Your task: Please filter the listing below and copy out the lines that hold "CreateArgs".
+++ Records for processing +++
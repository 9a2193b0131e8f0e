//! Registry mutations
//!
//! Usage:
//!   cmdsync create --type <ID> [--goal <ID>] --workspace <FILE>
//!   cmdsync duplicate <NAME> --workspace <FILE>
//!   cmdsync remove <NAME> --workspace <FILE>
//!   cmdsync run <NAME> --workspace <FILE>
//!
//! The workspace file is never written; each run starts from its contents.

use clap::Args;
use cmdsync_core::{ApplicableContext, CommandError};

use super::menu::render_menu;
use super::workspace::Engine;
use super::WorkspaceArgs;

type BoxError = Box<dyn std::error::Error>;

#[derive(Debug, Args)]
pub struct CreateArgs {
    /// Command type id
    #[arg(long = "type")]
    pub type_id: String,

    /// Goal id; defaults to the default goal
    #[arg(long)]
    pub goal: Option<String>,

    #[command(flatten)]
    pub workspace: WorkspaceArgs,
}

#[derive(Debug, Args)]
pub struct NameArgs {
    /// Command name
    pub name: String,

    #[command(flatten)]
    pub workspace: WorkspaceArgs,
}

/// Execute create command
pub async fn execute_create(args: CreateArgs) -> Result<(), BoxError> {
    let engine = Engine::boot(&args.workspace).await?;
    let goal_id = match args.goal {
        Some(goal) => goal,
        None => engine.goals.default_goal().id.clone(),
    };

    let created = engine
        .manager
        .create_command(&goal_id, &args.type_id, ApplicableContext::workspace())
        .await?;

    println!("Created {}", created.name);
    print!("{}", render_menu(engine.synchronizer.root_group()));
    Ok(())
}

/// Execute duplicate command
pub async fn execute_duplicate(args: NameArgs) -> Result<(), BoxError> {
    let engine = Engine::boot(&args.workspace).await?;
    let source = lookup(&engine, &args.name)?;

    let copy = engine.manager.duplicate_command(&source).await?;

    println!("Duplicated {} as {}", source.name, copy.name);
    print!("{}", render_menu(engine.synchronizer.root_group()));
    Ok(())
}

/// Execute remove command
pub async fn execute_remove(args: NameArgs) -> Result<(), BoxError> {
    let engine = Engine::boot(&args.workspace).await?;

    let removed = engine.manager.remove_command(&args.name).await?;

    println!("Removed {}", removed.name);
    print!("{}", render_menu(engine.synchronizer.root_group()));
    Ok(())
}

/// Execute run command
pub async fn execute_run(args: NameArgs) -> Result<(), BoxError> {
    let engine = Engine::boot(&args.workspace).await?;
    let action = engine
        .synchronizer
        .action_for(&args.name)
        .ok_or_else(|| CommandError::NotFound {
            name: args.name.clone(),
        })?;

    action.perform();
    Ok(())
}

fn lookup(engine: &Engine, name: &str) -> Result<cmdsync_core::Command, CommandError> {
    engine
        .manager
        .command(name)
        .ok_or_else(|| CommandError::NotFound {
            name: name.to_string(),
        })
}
+++
Written response:
pub struct CreateArgs {
pub async fn execute_create(args: CreateArgs) -> Result<(), BoxError> {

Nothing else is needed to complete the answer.